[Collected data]
//! Health check command - checks a running Vitrina server.

use std::time::Duration;

use vitrina::backend::http::HttpStore;

use crate::cli::HealthArgs;

/// Run the health check command
pub async fn run(args: &HealthArgs) -> Result<(), Box<dyn std::error::Error>> {
    let base = args.url.trim_end_matches('/');
    let base = base.strip_suffix("/health").unwrap_or(base);
    let store = HttpStore::with_timeout(base, Duration::from_secs(args.timeout))?;

    match store.health().await {
        Ok(body) => {
            let status = body.get("status").and_then(|s| s.as_str()).unwrap_or("");
            if status == "healthy" {
                println!("healthy: {}", body);
                Ok(())
            } else {
                eprintln!("unhealthy: server returned status {}", status);
                std::process::exit(1);
            }
        }
        Err(e) if e.is_transport_error() => {
            eprintln!("unhealthy: failed to connect to {}: {}", store.base_url(), e);
            std::process::exit(1);
        }
        Err(e) => {
            eprintln!("unhealthy: {}", e);
            std::process::exit(1);
        }
    }
}
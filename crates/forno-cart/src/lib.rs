//! # forno-cart
//!
//! The cart engine: the single point of mutation for "what the customer
//! intends to buy". Holds an ordered collection of line items whose four
//! derived totals are always recomputed from scratch, and owns the
//! persistence side effects for the cart snapshot.

pub mod engine;
pub mod line_item;

pub use engine::CartEngine;
pub use line_item::LineItem;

§ ASSIGNED TASK
Restate the data verbatim through the "let base = args.url.trim_end_matches('/');" line.

§ ANSWER TO THIS EXERCISE
//! Health check command - checks a running Vitrina server.

use std::time::Duration;

use vitrina::backend::http::HttpStore;

use crate::cli::HealthArgs;

/// Run the health check command
pub async fn run(args: &HealthArgs) -> Result<(), Box<dyn std::error::Error>> {
    let base = args.url.trim_end_matches('/');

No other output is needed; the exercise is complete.